Throughout the records below, find each line holding "Toggled" and copy it.

## Collected data entries
+---+
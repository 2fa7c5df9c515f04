//! Long-running editor bridge: JSON-lines requests on stdin, JSON-lines events on
//! stdout. Heavy requests (`add_commits`, `head_check`) are refused while one is
//! running; everything else waits its turn.

use clap::Args;
use futures::io::AsyncBufRead;
use serde::{Deserialize, Serialize};
use smol::io::{AsyncBufReadExt, BufReader};
use smol::stream::StreamExt;
use std::collections::BTreeMap;
use std::io::Write;
use std::path::PathBuf;
use std::sync::{Arc, Mutex};

use crate::config::Config;
use crate::error::GitVisionError;
use crate::git::repository::Repository;
use crate::highlight::aggregator::AddCommitsReport;
use crate::highlight::collaborators::{HighlightRenderer, NoProgress, Notifier};
use crate::highlight::color::HighlightColor;
use crate::highlight::highlight_map::{FileKey, next_block_start, previous_block_start};
use crate::highlight::line_tracker::EditDelta;
use crate::highlight::render_throttle::RenderThrottle;
use crate::highlight::{ConcurrencyGate, HighlightSession};
use crate::utils::debug_log;

use super::watchlist_for;

#[derive(Args, Debug)]
pub struct SessionArgs {
    /// Answer yes to large change set confirmations
    #[arg(short = 'y', long)]
    pub yes: bool,
}

#[derive(Debug, Deserialize)]
#[serde(tag = "type", rename_all = "snake_case")]
pub enum Request {
    AddCommits {
        messages: Vec<String>,
    },
    Clear,
    Open {
        path: PathBuf,
    },
    Save {
        path: PathBuf,
    },
    /// Editor content change: lines `start_line..=end_line` replaced by `text`
    Edit {
        path: PathBuf,
        start_line: u32,
        end_line: u32,
        #[serde(default)]
        text: String,
    },
    ToggleLine {
        path: PathBuf,
        line: u32,
    },
    NextBlock {
        path: PathBuf,
        line: u32,
    },
    PreviousBlock {
        path: PathBuf,
        line: u32,
    },
    Commits,
    Counts,
    HeadCheck,
}

#[derive(Debug, Serialize)]
struct CommitEntry {
    message: String,
    date: Option<String>,
}

#[derive(Debug, Serialize)]
#[serde(tag = "type", rename_all = "snake_case")]
enum Event {
    Render {
        file: FileKey,
        lines: Vec<u32>,
        color: HighlightColor,
    },
    Notice {
        level: &'static str,
        message: String,
    },
    Report {
        #[serde(flatten)]
        report: AddCommitsReport,
    },
    Count {
        file: FileKey,
        count: usize,
    },
    Toggled {
        file: FileKey,
        line: u32,
        highlighted: bool,
    },
    Block {
        file: FileKey,
        line: Option<u32>,
    },
    Commits {
        commits: Vec<CommitEntry>,
    },
    Counts {
        counts: BTreeMap<FileKey, usize>,
    },
    Head {
        rebuilt: bool,
    },
    Error {
        message: String,
    },
}

/// Serializes events one per line onto a shared sink
pub struct EventWriter {
    out: Mutex<Box<dyn Write + Send>>,
}

impl EventWriter {
    pub fn new(out: Box<dyn Write + Send>) -> Self {
        EventWriter {
            out: Mutex::new(out),
        }
    }

    fn emit(&self, event: &Event) {
        let line = match serde_json::to_string(event) {
            Ok(line) => line,
            Err(e) => {
                debug_log(&format!("could not serialize event: {}", e));
                return;
            }
        };
        let mut out = self.out.lock().unwrap_or_else(|e| e.into_inner());
        if writeln!(out, "{}", line).and_then(|_| out.flush()).is_err() {
            debug_log("event sink closed");
        }
    }
}

struct SessionNotifier {
    writer: Arc<EventWriter>,
    assume_yes: bool,
}

impl Notifier for SessionNotifier {
    fn info(&self, message: &str) {
        self.writer.emit(&Event::Notice {
            level: "info",
            message: message.to_string(),
        });
    }

    fn error(&self, message: &str) {
        self.writer.emit(&Event::Notice {
            level: "error",
            message: message.to_string(),
        });
    }

    // stdin carries requests, so there is nobody to ask
    fn confirm(&self, message: &str) -> bool {
        self.writer.emit(&Event::Notice {
            level: if self.assume_yes { "confirmed" } else { "declined" },
            message: message.to_string(),
        });
        self.assume_yes
    }
}

struct SessionRenderer {
    writer: Arc<EventWriter>,
}

impl HighlightRenderer for SessionRenderer {
    fn render(&self, file: &FileKey, lines: &[u32], color: &HighlightColor) {
        self.writer.emit(&Event::Render {
            file: file.clone(),
            lines: lines.to_vec(),
            color: *color,
        });
    }
}

pub struct SessionHost {
    gate: Arc<ConcurrencyGate<HighlightSession>>,
    renderer: Arc<dyn HighlightRenderer>,
    writer: Arc<EventWriter>,
    color: HighlightColor,
}

impl SessionHost {
    pub fn new(repo: &Repository, writer: Arc<EventWriter>, assume_yes: bool) -> SessionHost {
        let config = Config::get();
        let notifier: Arc<dyn Notifier> = Arc::new(SessionNotifier {
            writer: Arc::clone(&writer),
            assume_yes,
        });
        let renderer: Arc<dyn HighlightRenderer> = Arc::new(SessionRenderer {
            writer: Arc::clone(&writer),
        });
        let color = *config.highlight_color();

        let mut session = HighlightSession::open(
            repo.clone(),
            config.session_options(),
            Arc::clone(&notifier),
            Arc::new(NoProgress),
        );
        if config.realtime_highlighting() {
            session.attach_render_throttle(RenderThrottle::new(
                config.render_window(),
                Arc::clone(&renderer),
                color,
            ));
        }

        SessionHost {
            gate: Arc::new(ConcurrencyGate::with_notifier(session, notifier)),
            renderer,
            writer,
            color,
        }
    }

    /// Handle requests until `input` ends, then wait for in-flight work and flush
    /// pending renders.
    pub async fn serve<R>(&self, input: R) -> Result<(), GitVisionError>
    where
        R: AsyncBufRead + Unpin,
    {
        let mut lines = input.lines();
        let mut in_flight = Vec::new();
        while let Some(line) = lines.next().await {
            let line = line?;
            if line.trim().is_empty() {
                continue;
            }
            match serde_json::from_str::<Request>(&line) {
                Ok(request) => {
                    if let Some(task) = self.handle(request).await {
                        in_flight.push(task);
                    }
                }
                Err(e) => self.writer.emit(&Event::Error {
                    message: format!("invalid request: {}", e),
                }),
            }
        }

        for task in in_flight {
            task.await;
        }
        let throttle = self.gate.enter().await.take_render_throttle();
        if let Some(throttle) = throttle {
            throttle.close().await;
        }
        Ok(())
    }

    async fn handle(&self, request: Request) -> Option<smol::Task<()>> {
        match request {
            Request::AddCommits { messages } => {
                let Some(mut session) = self.gate.try_enter_owned() else {
                    self.gate.notify_busy();
                    return None;
                };
                let renderer = Arc::clone(&self.renderer);
                let writer = Arc::clone(&self.writer);
                let color = self.color;
                return Some(smol::spawn(async move {
                    let before: Vec<FileKey> = session.highlight_map().keys().cloned().collect();
                    let watchlist = watchlist_for(&session, &messages);
                    // each request carries the full selection
                    session.clear_highlight_data();
                    let report = session.add_commits(&watchlist).await;
                    render_all(&session, before, renderer.as_ref(), &color);
                    writer.emit(&Event::Report { report });
                }));
            }
            Request::HeadCheck => {
                let Some(mut session) = self.gate.try_enter() else {
                    self.gate.notify_busy();
                    return None;
                };
                let before: Vec<FileKey> = session.highlight_map().keys().cloned().collect();
                let rebuilt = session.refresh_if_head_moved().await;
                if rebuilt {
                    render_all(&session, before, self.renderer.as_ref(), &self.color);
                }
                self.writer.emit(&Event::Head { rebuilt });
            }
            Request::Clear => {
                let mut session = self.gate.enter().await;
                let before: Vec<FileKey> = session.highlight_map().keys().cloned().collect();
                session.clear_highlight_data();
                render_all(&session, before, self.renderer.as_ref(), &self.color);
            }
            Request::Open { path } => {
                let mut session = self.gate.enter().await;
                let key = session.remember_key(&path);
                let lines = session.lines_for(&path).unwrap_or_default();
                self.renderer.render(&key, lines, &self.color);
            }
            Request::Save { path } => {
                let mut session = self.gate.enter().await;
                let count = session.update_file_highlights(&path).await;
                let key = session.key_for(&path);
                let lines = session.lines_for(&path).unwrap_or_default();
                self.renderer.render(&key, lines, &self.color);
                self.writer.emit(&Event::Count { file: key, count });
            }
            Request::Edit {
                path,
                start_line,
                end_line,
                text,
            } => {
                let mut session = self.gate.enter().await;
                session.on_edit(&path, &EditDelta::from_change(start_line, end_line, &text));
            }
            Request::ToggleLine { path, line } => {
                let mut session = self.gate.enter().await;
                let highlighted = session.toggle_line(&path, line);
                let key = session.key_for(&path);
                let lines = session.lines_for(&path).unwrap_or_default();
                self.renderer.render(&key, lines, &self.color);
                self.writer.emit(&Event::Toggled {
                    file: key,
                    line,
                    highlighted,
                });
            }
            Request::NextBlock { path, line } => {
                let session = self.gate.enter().await;
                let target = next_block_start(session.lines_for(&path).unwrap_or_default(), line);
                self.writer.emit(&Event::Block {
                    file: session.key_for(&path),
                    line: target,
                });
            }
            Request::PreviousBlock { path, line } => {
                let session = self.gate.enter().await;
                let target =
                    previous_block_start(session.lines_for(&path).unwrap_or_default(), line);
                self.writer.emit(&Event::Block {
                    file: session.key_for(&path),
                    line: target,
                });
            }
            Request::Commits => {
                let session = self.gate.enter().await;
                let commits = session
                    .commit_list()
                    .into_iter()
                    .map(|(message, date)| CommitEntry {
                        message,
                        date: date.map(|d| d.to_rfc3339()),
                    })
                    .collect();
                self.writer.emit(&Event::Commits { commits });
            }
            Request::Counts => {
                let session = self.gate.enter().await;
                self.writer.emit(&Event::Counts {
                    counts: session.change_counts().clone(),
                });
            }
        }
        None
    }
}

/// Re-render every document that had or now has highlights
fn render_all(
    session: &HighlightSession,
    before: Vec<FileKey>,
    renderer: &dyn HighlightRenderer,
    color: &HighlightColor,
) {
    let mut keys: Vec<FileKey> = before;
    keys.extend(session.highlight_map().keys().cloned());
    keys.sort();
    keys.dedup();
    for key in keys {
        let lines = session.highlight_map().get(&key).unwrap_or_default();
        renderer.render(&key, lines, color);
    }
}

pub fn run(repo: &Repository, args: &SessionArgs) -> Result<(), GitVisionError> {
    let writer = Arc::new(EventWriter::new(Box::new(std::io::stdout())));
    let host = SessionHost::new(repo, writer, args.yes);
    let input = BufReader::new(smol::Unblock::new(std::io::stdin()));
    smol::block_on(host.serve(input))
}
+---+
## WRITTEN RESPONSE
    Toggled {
                self.writer.emit(&Event::Toggled {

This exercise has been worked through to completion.